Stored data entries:

==========

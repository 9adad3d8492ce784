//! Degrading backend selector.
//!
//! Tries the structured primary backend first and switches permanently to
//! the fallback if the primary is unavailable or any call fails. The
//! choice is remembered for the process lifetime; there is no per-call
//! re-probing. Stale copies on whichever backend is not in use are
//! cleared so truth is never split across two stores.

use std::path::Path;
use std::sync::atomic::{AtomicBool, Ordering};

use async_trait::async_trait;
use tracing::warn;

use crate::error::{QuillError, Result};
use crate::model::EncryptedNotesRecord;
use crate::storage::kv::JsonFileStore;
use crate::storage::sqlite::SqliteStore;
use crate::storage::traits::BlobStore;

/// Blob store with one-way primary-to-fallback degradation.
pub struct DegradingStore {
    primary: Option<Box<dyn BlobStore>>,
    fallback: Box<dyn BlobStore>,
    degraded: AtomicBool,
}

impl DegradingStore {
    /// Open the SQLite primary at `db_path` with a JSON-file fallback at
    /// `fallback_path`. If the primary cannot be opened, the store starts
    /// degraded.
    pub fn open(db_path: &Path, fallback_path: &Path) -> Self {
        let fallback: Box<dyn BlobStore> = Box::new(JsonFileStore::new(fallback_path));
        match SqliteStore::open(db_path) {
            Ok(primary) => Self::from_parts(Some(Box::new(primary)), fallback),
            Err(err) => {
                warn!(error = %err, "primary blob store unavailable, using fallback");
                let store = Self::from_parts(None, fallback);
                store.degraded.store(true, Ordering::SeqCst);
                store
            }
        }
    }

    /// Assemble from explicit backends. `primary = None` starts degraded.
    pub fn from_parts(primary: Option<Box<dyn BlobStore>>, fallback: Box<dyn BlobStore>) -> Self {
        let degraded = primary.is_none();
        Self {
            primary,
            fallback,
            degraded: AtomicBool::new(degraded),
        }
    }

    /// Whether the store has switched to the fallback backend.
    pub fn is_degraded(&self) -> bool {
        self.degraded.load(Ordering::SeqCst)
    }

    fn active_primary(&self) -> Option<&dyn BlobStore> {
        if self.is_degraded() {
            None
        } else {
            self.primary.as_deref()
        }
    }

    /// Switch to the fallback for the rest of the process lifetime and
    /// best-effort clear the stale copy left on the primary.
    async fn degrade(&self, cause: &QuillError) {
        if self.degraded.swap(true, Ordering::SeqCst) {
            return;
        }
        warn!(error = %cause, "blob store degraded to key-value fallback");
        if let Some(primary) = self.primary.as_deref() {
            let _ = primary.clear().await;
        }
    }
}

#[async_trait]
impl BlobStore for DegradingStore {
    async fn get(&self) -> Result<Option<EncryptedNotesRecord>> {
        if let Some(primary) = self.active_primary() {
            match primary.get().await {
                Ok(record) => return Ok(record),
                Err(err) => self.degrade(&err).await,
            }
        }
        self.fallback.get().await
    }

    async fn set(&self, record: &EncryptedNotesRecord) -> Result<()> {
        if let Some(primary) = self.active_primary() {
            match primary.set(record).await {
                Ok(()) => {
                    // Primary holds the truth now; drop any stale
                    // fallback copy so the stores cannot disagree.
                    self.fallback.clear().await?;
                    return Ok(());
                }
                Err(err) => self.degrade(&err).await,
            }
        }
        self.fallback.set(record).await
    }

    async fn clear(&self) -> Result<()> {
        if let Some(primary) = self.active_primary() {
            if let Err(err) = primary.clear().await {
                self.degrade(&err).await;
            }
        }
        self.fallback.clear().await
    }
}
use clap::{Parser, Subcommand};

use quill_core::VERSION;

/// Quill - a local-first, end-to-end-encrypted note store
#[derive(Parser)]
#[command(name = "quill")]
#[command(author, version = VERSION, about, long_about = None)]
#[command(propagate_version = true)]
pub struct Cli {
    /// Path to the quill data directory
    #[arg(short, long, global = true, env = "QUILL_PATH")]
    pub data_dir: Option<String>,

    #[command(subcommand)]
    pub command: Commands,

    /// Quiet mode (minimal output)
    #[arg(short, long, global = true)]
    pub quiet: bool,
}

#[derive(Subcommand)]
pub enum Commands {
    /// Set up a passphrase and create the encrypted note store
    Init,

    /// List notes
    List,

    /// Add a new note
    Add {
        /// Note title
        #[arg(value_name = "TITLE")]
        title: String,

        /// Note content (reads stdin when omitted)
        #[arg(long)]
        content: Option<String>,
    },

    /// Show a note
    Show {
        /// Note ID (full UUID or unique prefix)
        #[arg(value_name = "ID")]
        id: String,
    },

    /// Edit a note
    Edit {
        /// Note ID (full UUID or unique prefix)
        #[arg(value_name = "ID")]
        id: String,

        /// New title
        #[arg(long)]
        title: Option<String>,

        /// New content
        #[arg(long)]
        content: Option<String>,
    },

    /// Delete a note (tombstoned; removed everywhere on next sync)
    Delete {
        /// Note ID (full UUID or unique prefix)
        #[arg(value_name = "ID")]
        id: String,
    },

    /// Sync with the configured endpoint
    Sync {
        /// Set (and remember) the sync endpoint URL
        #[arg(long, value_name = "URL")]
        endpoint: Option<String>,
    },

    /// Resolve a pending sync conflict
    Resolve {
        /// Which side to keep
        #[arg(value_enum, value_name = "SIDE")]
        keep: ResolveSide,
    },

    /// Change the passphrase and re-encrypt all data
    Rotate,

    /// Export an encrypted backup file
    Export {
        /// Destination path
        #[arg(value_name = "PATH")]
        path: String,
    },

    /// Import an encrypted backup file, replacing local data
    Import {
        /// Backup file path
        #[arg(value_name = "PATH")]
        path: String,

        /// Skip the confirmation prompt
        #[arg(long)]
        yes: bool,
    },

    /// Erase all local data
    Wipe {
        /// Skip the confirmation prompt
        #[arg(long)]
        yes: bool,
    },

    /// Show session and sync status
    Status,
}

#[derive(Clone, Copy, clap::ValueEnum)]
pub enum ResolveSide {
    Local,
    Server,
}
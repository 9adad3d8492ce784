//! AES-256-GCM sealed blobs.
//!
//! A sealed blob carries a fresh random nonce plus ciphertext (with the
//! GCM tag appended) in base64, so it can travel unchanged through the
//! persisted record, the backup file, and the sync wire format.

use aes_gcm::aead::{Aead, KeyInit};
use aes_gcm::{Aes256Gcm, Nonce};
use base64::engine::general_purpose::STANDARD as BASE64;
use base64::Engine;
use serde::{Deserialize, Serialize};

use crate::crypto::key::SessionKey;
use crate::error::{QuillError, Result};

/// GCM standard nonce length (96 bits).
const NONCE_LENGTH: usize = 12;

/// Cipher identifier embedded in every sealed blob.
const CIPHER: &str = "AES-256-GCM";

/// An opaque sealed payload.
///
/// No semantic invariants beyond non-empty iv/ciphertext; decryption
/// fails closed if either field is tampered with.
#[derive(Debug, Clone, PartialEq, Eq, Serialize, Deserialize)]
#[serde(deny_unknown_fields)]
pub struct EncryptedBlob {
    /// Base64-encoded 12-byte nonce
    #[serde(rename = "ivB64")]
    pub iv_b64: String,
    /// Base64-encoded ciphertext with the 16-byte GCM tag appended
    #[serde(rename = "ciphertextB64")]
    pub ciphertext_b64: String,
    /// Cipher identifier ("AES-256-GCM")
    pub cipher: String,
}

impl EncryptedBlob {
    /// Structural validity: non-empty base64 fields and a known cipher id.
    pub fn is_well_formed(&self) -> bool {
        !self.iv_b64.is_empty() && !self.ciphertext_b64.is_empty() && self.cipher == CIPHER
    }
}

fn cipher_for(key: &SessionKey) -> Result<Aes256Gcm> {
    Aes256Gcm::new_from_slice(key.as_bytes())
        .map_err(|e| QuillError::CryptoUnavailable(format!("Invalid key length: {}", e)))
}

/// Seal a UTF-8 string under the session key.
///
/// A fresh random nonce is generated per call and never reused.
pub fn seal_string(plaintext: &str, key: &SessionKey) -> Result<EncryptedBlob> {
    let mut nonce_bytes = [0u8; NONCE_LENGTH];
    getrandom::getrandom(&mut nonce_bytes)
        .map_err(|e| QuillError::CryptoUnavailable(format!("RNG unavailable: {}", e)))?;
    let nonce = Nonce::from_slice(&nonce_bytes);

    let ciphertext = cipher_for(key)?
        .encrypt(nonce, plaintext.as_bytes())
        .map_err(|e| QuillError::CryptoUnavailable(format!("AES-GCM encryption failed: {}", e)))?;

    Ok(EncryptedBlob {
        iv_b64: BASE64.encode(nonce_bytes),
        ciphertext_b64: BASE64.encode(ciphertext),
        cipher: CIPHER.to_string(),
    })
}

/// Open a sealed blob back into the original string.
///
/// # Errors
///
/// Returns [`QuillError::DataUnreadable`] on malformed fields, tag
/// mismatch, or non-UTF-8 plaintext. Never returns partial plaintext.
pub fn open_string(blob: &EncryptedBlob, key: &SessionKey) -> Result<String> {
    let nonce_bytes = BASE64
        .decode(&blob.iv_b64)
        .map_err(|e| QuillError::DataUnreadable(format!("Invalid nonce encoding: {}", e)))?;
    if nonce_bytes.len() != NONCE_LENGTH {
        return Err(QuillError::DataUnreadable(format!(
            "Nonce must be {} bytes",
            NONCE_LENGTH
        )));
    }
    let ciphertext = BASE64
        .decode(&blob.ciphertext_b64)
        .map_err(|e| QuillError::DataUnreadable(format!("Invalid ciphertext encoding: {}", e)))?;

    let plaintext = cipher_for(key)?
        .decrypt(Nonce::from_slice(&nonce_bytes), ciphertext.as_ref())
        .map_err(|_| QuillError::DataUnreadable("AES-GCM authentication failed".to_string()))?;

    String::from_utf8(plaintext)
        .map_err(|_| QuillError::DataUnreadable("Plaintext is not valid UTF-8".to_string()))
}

==========

→ **Work order**: Only a number is expected here: how many lines above contain the word "CryptoUnavailable".

→ **Solution to this exercise**: 3